Thembeka Thwala monitors and maps invasive species in Kruger. The aim is to check the density and distribution and detect new species or distributions. “Panthenium occurs mainly in the Sabie and Crocodile rivers with a few plants at Orpen and Satara,” Thwala says.

Although it is difficult to get rid of the weed, there are ways to try control it. Manual pulling is viable for small populations. “We still apply herbicide where we can,” says Foxcroft. However, the herbicide requires constant follow-up and reapplication.

Parthenium hysterophorus

Photo: Thembeka Thwala

Biocontrol agents might be the last hope. These are bugs that are natural enemies in the plant’s home country of South America, and they target the leaves, seeds and stems of the weed. In March, teams released stem-boring Listronotus setosipennis and seed-feeding Smicronyx lutulentus at Crocodile Bridge. “It is still too still early to confirm whether biocontrol is effective or not,” says Thwala.

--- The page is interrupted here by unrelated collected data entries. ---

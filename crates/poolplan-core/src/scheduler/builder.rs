//! Builder for creating and configuring Scheduler instances.

use std::path::{Path, PathBuf};

use tokio::task;

use super::Scheduler;
use crate::{
    db::Database,
    error::{PlanError, Result},
};

/// Builder for creating and configuring Scheduler instances.
#[derive(Debug, Clone)]
pub struct SchedulerBuilder {
    database_path: Option<PathBuf>,
}

impl SchedulerBuilder {
    /// Creates a new builder with default settings.
    pub fn new() -> Self {
        Self {
            database_path: None,
        }
    }

    /// Sets a custom database file path.
    ///
    /// If not specified, uses the XDG Base Directory specification:
    /// `$XDG_DATA_HOME/poolplan/poolplan.db` or
    /// `~/.local/share/poolplan/poolplan.db`
    pub fn with_database_path<P: AsRef<Path>>(mut self, path: Option<P>) -> Self {
        if let Some(path) = path {
            self.database_path = Some(path.as_ref().to_path_buf());
        }
        self
    }

    /// Opens the database and builds the scheduler.
    ///
    /// # Errors
    ///
    /// Returns `PlanError::XdgDirectory` if no default location can be found,
    /// `PlanError::FileSystem` if the parent directory cannot be created and
    /// `PlanError::Database` if opening or initializing the database fails.
    pub async fn build(self) -> Result<Scheduler> {
        let db_path = match self.database_path {
            Some(path) => path,
            None => Self::default_database_path()?,
        };

        if let Some(parent) = db_path.parent().filter(|p| !p.as_os_str().is_empty()) {
            std::fs::create_dir_all(parent).map_err(|e| PlanError::FileSystem {
                path: parent.to_path_buf(),
                source: e,
            })?;
        }

        let open_path = db_path.clone();
        let db = task::spawn_blocking(move || Database::new(&open_path))
            .await
            .map_err(|e| PlanError::Configuration {
                message: format!("Task join error: {e}"),
            })??;

        log::info!("Opened schedule database at {}", db_path.display());
        Ok(Scheduler::new(db, db_path))
    }

    /// Returns the default database path following the XDG Base Directory
    /// specification.
    fn default_database_path() -> Result<PathBuf> {
        xdg::BaseDirectories::with_prefix("poolplan")
            .place_data_file("poolplan.db")
            .map_err(|e| PlanError::XdgDirectory(e.to_string()))
    }
}

impl Default for SchedulerBuilder {
    fn default() -> Self {
        Self::new()
    }
}
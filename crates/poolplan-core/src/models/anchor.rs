//! Day-of-week and day-of-month anchors.

use std::{fmt, str::FromStr};

use jiff::civil::{Date, Weekday};
use serde::{Deserialize, Serialize};

use crate::error::PlanError;

/// Day-of-week anchor for week-based frequencies.
#[derive(Debug, Clone, Copy, Serialize, Deserialize, PartialEq, Eq, Hash, PartialOrd, Ord)]
#[serde(rename_all = "lowercase")]
pub enum DayOfWeek {
    Mon,
    Tue,
    Wed,
    Thu,
    Fri,
    Sat,
    Sun,
}

impl DayOfWeek {
    pub fn as_str(&self) -> &'static str {
        match self {
            DayOfWeek::Mon => "mon",
            DayOfWeek::Tue => "tue",
            DayOfWeek::Wed => "wed",
            DayOfWeek::Thu => "thu",
            DayOfWeek::Fri => "fri",
            DayOfWeek::Sat => "sat",
            DayOfWeek::Sun => "sun",
        }
    }

    pub fn to_weekday(self) -> Weekday {
        match self {
            DayOfWeek::Mon => Weekday::Monday,
            DayOfWeek::Tue => Weekday::Tuesday,
            DayOfWeek::Wed => Weekday::Wednesday,
            DayOfWeek::Thu => Weekday::Thursday,
            DayOfWeek::Fri => Weekday::Friday,
            DayOfWeek::Sat => Weekday::Saturday,
            DayOfWeek::Sun => Weekday::Sunday,
        }
    }

    /// Whether `date` falls on this day of the week.
    pub fn matches(self, date: Date) -> bool {
        date.weekday() == self.to_weekday()
    }

    /// Number of days from `date` forward to the next day matching this
    /// anchor (zero when `date` already matches).
    pub fn days_from(self, date: Date) -> i64 {
        let target = i64::from(self.to_weekday().to_monday_zero_offset());
        let current = i64::from(date.weekday().to_monday_zero_offset());
        (target - current).rem_euclid(7)
    }
}

impl FromStr for DayOfWeek {
    type Err = PlanError;

    fn from_str(s: &str) -> Result<Self, Self::Err> {
        match s.trim().to_lowercase().as_str() {
            "mon" | "monday" => Ok(DayOfWeek::Mon),
            "tue" | "tuesday" => Ok(DayOfWeek::Tue),
            "wed" | "wednesday" => Ok(DayOfWeek::Wed),
            "thu" | "thursday" => Ok(DayOfWeek::Thu),
            "fri" | "friday" => Ok(DayOfWeek::Fri),
            "sat" | "saturday" => Ok(DayOfWeek::Sat),
            "sun" | "sunday" => Ok(DayOfWeek::Sun),
            _ => Err(PlanError::invalid_anchor(
                "dow",
                format!("'{s}' is not a day of the week (mon..sun)"),
            )),
        }
    }
}

impl fmt::Display for DayOfWeek {
    fn fmt(&self, f: &mut fmt::Formatter<'_>) -> fmt::Result {
        write!(f, "{}", self.as_str())
    }
}

/// Day-of-month anchor: `1..=28`, or `-1` for the last day of the month.
///
/// Days 29 to 31 are rejected so that every anchor exists in every month.
#[derive(Debug, Clone, Copy, Serialize, Deserialize, PartialEq, Eq, Hash, PartialOrd, Ord)]
#[serde(try_from = "i32", into = "i32")]
pub struct DayOfMonth(i8);

impl DayOfMonth {
    pub const LAST: DayOfMonth = DayOfMonth(-1);

    pub fn new(value: i32) -> Result<Self, PlanError> {
        match value {
            -1 => Ok(Self::LAST),
            1..=28 => Ok(DayOfMonth(value as i8)),
            _ => Err(PlanError::invalid_anchor(
                "dom",
                format!("{value} is outside 1..=28 (or -1 for the last day)"),
            )),
        }
    }

    pub fn value(self) -> i32 {
        i32::from(self.0)
    }

    pub fn is_last(self) -> bool {
        self.0 == -1
    }

    /// The concrete date this anchor selects in the month containing
    /// `in_month`.
    pub fn resolve(self, in_month: Date) -> Date {
        if self.is_last() {
            in_month.last_of_month()
        } else {
            // 1..=28 exists in every month, so only the day changes.
            in_month
                .first_of_month()
                .with()
                .day(self.0)
                .build()
                .unwrap_or_else(|_| in_month.last_of_month())
        }
    }
}

impl TryFrom<i32> for DayOfMonth {
    type Error = PlanError;

    fn try_from(value: i32) -> Result<Self, Self::Error> {
        Self::new(value)
    }
}

impl From<DayOfMonth> for i32 {
    fn from(value: DayOfMonth) -> Self {
        value.value()
    }
}

impl fmt::Display for DayOfMonth {
    fn fmt(&self, f: &mut fmt::Formatter<'_>) -> fmt::Result {
        if self.is_last() {
            write!(f, "last day")
        } else {
            write!(f, "day {}", self.0)
        }
    }
}
use poolplan_core::{Scheduler, SchedulerBuilder};
use tempfile::TempDir;

/// Helper function to create a scheduler over a fresh database
pub async fn create_test_scheduler() -> (TempDir, Scheduler) {
    let temp_dir = TempDir::new().expect("Failed to create temp dir");
    let db_path = temp_dir.path().join("test.db");
    let scheduler = SchedulerBuilder::new()
        .with_database_path(Some(&db_path))
        .build()
        .await
        .expect("Failed to create scheduler");
    (temp_dir, scheduler)
}
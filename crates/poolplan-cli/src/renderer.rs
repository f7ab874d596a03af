//! Terminal rendering for markdown and JSON output.
//!
//! Markdown goes through termimad when color is enabled and is printed
//! verbatim otherwise. JSON output is always plain.

use anyhow::{Context, Result};
use serde::Serialize;
use termimad::{crossterm::style::Color, MadSkin};

/// Terminal renderer that can switch between rich and plain text output
pub struct TerminalRenderer {
    rich_enabled: bool,
    skin: MadSkin,
}

impl TerminalRenderer {
    pub fn new(rich_enabled: bool) -> Self {
        let mut skin = MadSkin::default();
        skin.set_headers_fg(Color::Cyan);
        skin.bold.set_fg(Color::Yellow);
        skin.italic.set_fg(Color::Magenta);
        skin.inline_code.set_bg(Color::AnsiValue(238));

        Self { rich_enabled, skin }
    }

    /// Render markdown text to the terminal.
    ///
    /// Headings keep their `#` markers and are colored directly; everything
    /// between headings is handed to termimad as one block so tables and
    /// lists lay out correctly.
    pub fn render(&self, markdown: &str) -> Result<()> {
        if !self.rich_enabled {
            print!("{markdown}");
            return Ok(());
        }

        let mut block = String::new();
        for line in markdown.lines() {
            if line.starts_with('#') {
                self.flush(&mut block);
                println!("\x1b[36m{line}\x1b[0m");
            } else {
                block.push_str(line);
                block.push('\n');
            }
        }
        self.flush(&mut block);
        Ok(())
    }

    /// Print `value` as pretty JSON.
    pub fn render_json<T: Serialize + ?Sized>(&self, value: &T) -> Result<()> {
        let text = serde_json::to_string_pretty(value).context("Failed to serialize output")?;
        println!("{text}");
        Ok(())
    }

    fn flush(&self, block: &mut String) {
        if !block.is_empty() {
            self.skin.print_text(block);
            block.clear();
        }
    }
}

impl Default for TerminalRenderer {
    fn default() -> Self {
        Self::new(true)
    }
}
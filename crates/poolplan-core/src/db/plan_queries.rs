//! Service plan CRUD operations and queries.

use jiff::Timestamp;
use rusqlite::{params, OptionalExtension, Row};

use super::{conversion_error, parse_column, parse_optional_column};
use crate::{
    error::{DatabaseResultExt, PlanError, Result},
    models::{BillingTerms, DayOfMonth, ServicePlan, TimeWindow},
    params::PlanDraft,
};

const PLAN_COLUMNS: &str = "id, pool_id, frequency, dow, second_dow, dom, second_dom, \
     window_start, window_end, starts_on, ends_on, cycle_anchor, price_cents, currency, \
     tax_pct, discount_pct, billing_type, created_at, updated_at";

const INSERT_PLAN_SQL: &str = "INSERT INTO service_plans (pool_id, frequency, dow, second_dow, \
     dom, second_dom, window_start, window_end, starts_on, ends_on, cycle_anchor, price_cents, \
     currency, tax_pct, discount_pct, billing_type, created_at, updated_at) \
     VALUES (?1, ?2, ?3, ?4, ?5, ?6, ?7, ?8, ?9, ?10, ?11, ?12, ?13, ?14, ?15, ?16, ?17, ?18)";
const UPDATE_PLAN_SQL: &str = "UPDATE service_plans SET pool_id = ?1, frequency = ?2, dow = ?3, \
     second_dow = ?4, dom = ?5, second_dom = ?6, window_start = ?7, window_end = ?8, \
     starts_on = ?9, ends_on = ?10, cycle_anchor = ?11, price_cents = ?12, currency = ?13, \
     tax_pct = ?14, discount_pct = ?15, billing_type = ?16, updated_at = ?17 WHERE id = ?18";
const CHECK_PLAN_EXISTS_SQL: &str = "SELECT EXISTS(SELECT 1 FROM service_plans WHERE id = ?1)";
const DELETE_PLAN_SQL: &str = "DELETE FROM service_plans WHERE id = ?1";

/// Column values shared by inserts and updates, in statement order.
struct PlanColumns {
    pool_id: String,
    frequency: &'static str,
    dow: Option<&'static str>,
    second_dow: Option<&'static str>,
    dom: Option<i32>,
    second_dom: Option<i32>,
    window_start: Option<String>,
    window_end: Option<String>,
    starts_on: Option<String>,
    ends_on: Option<String>,
    cycle_anchor: Option<String>,
    billing: BillingTerms,
}

impl From<&PlanDraft> for PlanColumns {
    fn from(draft: &PlanDraft) -> Self {
        let (window_start, window_end) = split_window(draft.window);
        PlanColumns {
            pool_id: draft.pool_id.clone(),
            frequency: draft.frequency.as_str(),
            dow: draft.dow.map(|d| d.as_str()),
            second_dow: draft.second_dow.map(|d| d.as_str()),
            dom: draft.dom.map(DayOfMonth::value),
            second_dom: draft.second_dom.map(DayOfMonth::value),
            window_start,
            window_end,
            starts_on: draft.starts_on.map(|d| d.to_string()),
            ends_on: draft.ends_on.map(|d| d.to_string()),
            cycle_anchor: draft.cycle_anchor.map(|d| d.to_string()),
            billing: draft.billing.clone(),
        }
    }
}

impl From<&ServicePlan> for PlanColumns {
    fn from(plan: &ServicePlan) -> Self {
        let (window_start, window_end) = split_window(plan.window);
        PlanColumns {
            pool_id: plan.pool_id.clone(),
            frequency: plan.frequency.as_str(),
            dow: plan.dow.map(|d| d.as_str()),
            second_dow: plan.second_dow.map(|d| d.as_str()),
            dom: plan.dom.map(DayOfMonth::value),
            second_dom: plan.second_dom.map(DayOfMonth::value),
            window_start,
            window_end,
            starts_on: plan.starts_on.map(|d| d.to_string()),
            ends_on: plan.ends_on.map(|d| d.to_string()),
            cycle_anchor: plan.cycle_anchor.map(|d| d.to_string()),
            billing: plan.billing.clone(),
        }
    }
}

fn split_window(window: Option<TimeWindow>) -> (Option<String>, Option<String>) {
    match window {
        Some(window) => {
            let text = window.to_string();
            match text.split_once('-') {
                Some((start, end)) => (Some(start.to_string()), Some(end.to_string())),
                None => (None, None),
            }
        }
        None => (None, None),
    }
}

impl super::Database {
    /// Stores a validated draft and returns the plan with its new ID.
    pub fn insert_plan(&mut self, draft: &PlanDraft) -> Result<ServicePlan> {
        let tx = self
            .connection
            .transaction()
            .db_context("Failed to begin transaction")?;

        let now = Timestamp::now();
        let now_str = now.to_string();
        let c = PlanColumns::from(draft);

        tx.execute(
            INSERT_PLAN_SQL,
            params![
                c.pool_id,
                c.frequency,
                c.dow,
                c.second_dow,
                c.dom,
                c.second_dom,
                c.window_start,
                c.window_end,
                c.starts_on,
                c.ends_on,
                c.cycle_anchor,
                c.billing.price_cents,
                c.billing.currency,
                c.billing.tax_pct,
                c.billing.discount_pct,
                c.billing.billing_type.as_str(),
                &now_str,
                &now_str,
            ],
        )
        .db_context("Failed to insert service plan")?;

        let id = tx.last_insert_rowid() as u64;

        tx.commit().db_context("Failed to commit transaction")?;

        log::debug!("Inserted service plan {id} for pool {}", draft.pool_id);
        Ok(draft.clone().into_plan(id, now))
    }

    /// Retrieves a plan by its ID.
    pub fn get_plan(&self, id: u64) -> Result<Option<ServicePlan>> {
        let query = format!("SELECT {PLAN_COLUMNS} FROM service_plans WHERE id = ?1");
        let mut stmt = self
            .connection
            .prepare(&query)
            .db_context("Failed to prepare query")?;

        stmt.query_row(params![id as i64], row_to_plan)
            .optional()
            .db_context("Failed to query service plan")
    }

    /// Lists plans in ID order, optionally restricted to one pool.
    pub fn list_plans(&self, pool_id: Option<&str>) -> Result<Vec<ServicePlan>> {
        let mut query = format!("SELECT {PLAN_COLUMNS} FROM service_plans");
        let mut params_vec: Vec<Box<dyn rusqlite::ToSql>> = Vec::new();

        if let Some(pool_id) = pool_id {
            query.push_str(" WHERE pool_id = ?");
            params_vec.push(Box::new(pool_id.to_string()));
        }
        query.push_str(" ORDER BY id");

        let mut stmt = self
            .connection
            .prepare(&query)
            .db_context("Failed to prepare query")?;

        let params_refs: Vec<&dyn rusqlite::ToSql> = params_vec.iter().map(|b| &**b).collect();

        let plans = stmt
            .query_map(&params_refs[..], row_to_plan)
            .db_context("Failed to query service plans")?
            .collect::<std::result::Result<Vec<_>, _>>()
            .db_context("Failed to read service plan rows")?;

        Ok(plans)
    }

    /// Overwrites every stored field of `plan` except `created_at`.
    pub fn update_plan(&mut self, plan: &ServicePlan) -> Result<()> {
        let c = PlanColumns::from(plan);
        let rows = self
            .connection
            .execute(
                UPDATE_PLAN_SQL,
                params![
                    c.pool_id,
                    c.frequency,
                    c.dow,
                    c.second_dow,
                    c.dom,
                    c.second_dom,
                    c.window_start,
                    c.window_end,
                    c.starts_on,
                    c.ends_on,
                    c.cycle_anchor,
                    c.billing.price_cents,
                    c.billing.currency,
                    c.billing.tax_pct,
                    c.billing.discount_pct,
                    c.billing.billing_type.as_str(),
                    plan.updated_at.to_string(),
                    plan.id as i64,
                ],
            )
            .db_context("Failed to update service plan")?;

        if rows == 0 {
            return Err(PlanError::PlanNotFound { id: plan.id });
        }
        Ok(())
    }

    /// Deletes a plan; its overrides and pause go with it.
    ///
    /// Returns false when no plan had the ID.
    pub fn delete_plan(&mut self, id: u64) -> Result<bool> {
        let rows = self
            .connection
            .execute(DELETE_PLAN_SQL, params![id as i64])
            .db_context("Failed to delete service plan")?;
        Ok(rows > 0)
    }

    /// Checks whether a plan with the given ID exists.
    pub fn plan_exists(&self, id: u64) -> Result<bool> {
        self.connection
            .query_row(CHECK_PLAN_EXISTS_SQL, params![id as i64], |row| row.get(0))
            .db_context("Failed to check plan existence")
    }
}

fn row_to_plan(row: &Row<'_>) -> rusqlite::Result<ServicePlan> {
    let window_start: Option<String> = row.get(7)?;
    let window_end: Option<String> = row.get(8)?;
    let window = match (window_start, window_end) {
        (Some(start), Some(end)) => Some(
            TimeWindow::parse(&start, &end).map_err(|e| conversion_error(7, e.to_string()))?,
        ),
        (None, None) => None,
        _ => return Err(conversion_error(7, "window stored without both ends".to_string())),
    };

    Ok(ServicePlan {
        id: row.get::<_, i64>(0)? as u64,
        pool_id: row.get(1)?,
        frequency: parse_column(row, 2)?,
        dow: parse_optional_column(row, 3)?,
        second_dow: parse_optional_column(row, 4)?,
        dom: read_dom(row, 5)?,
        second_dom: read_dom(row, 6)?,
        window,
        starts_on: parse_optional_column(row, 9)?,
        ends_on: parse_optional_column(row, 10)?,
        cycle_anchor: parse_optional_column(row, 11)?,
        billing: BillingTerms {
            price_cents: row.get(12)?,
            currency: row.get(13)?,
            tax_pct: row.get(14)?,
            discount_pct: row.get(15)?,
            billing_type: parse_column(row, 16)?,
        },
        created_at: parse_column(row, 17)?,
        updated_at: parse_column(row, 18)?,
    })
}

fn read_dom(row: &Row<'_>, idx: usize) -> rusqlite::Result<Option<DayOfMonth>> {
    let value: Option<i32> = row.get(idx)?;
    value
        .map(|v| DayOfMonth::new(v).map_err(|e| conversion_error(idx, e.to_string())))
        .transpose()
}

Famine weed was first recorded in South Africa in 1980, but became a problem after Cyclone Demoina in 1984. It spread through KwaZulu-Natal and eSwatini (Swaziland), dispersing along rivers and by vehicle from road verges.

The poisonous plant spreads rapidly, kills other plants and is harmful to animals and humans. Livestock that ingest the weeds produce milk and meat unfit for human consumption. People exposed to famine weed can experience asthma, bronchitis, hay fever and eczema.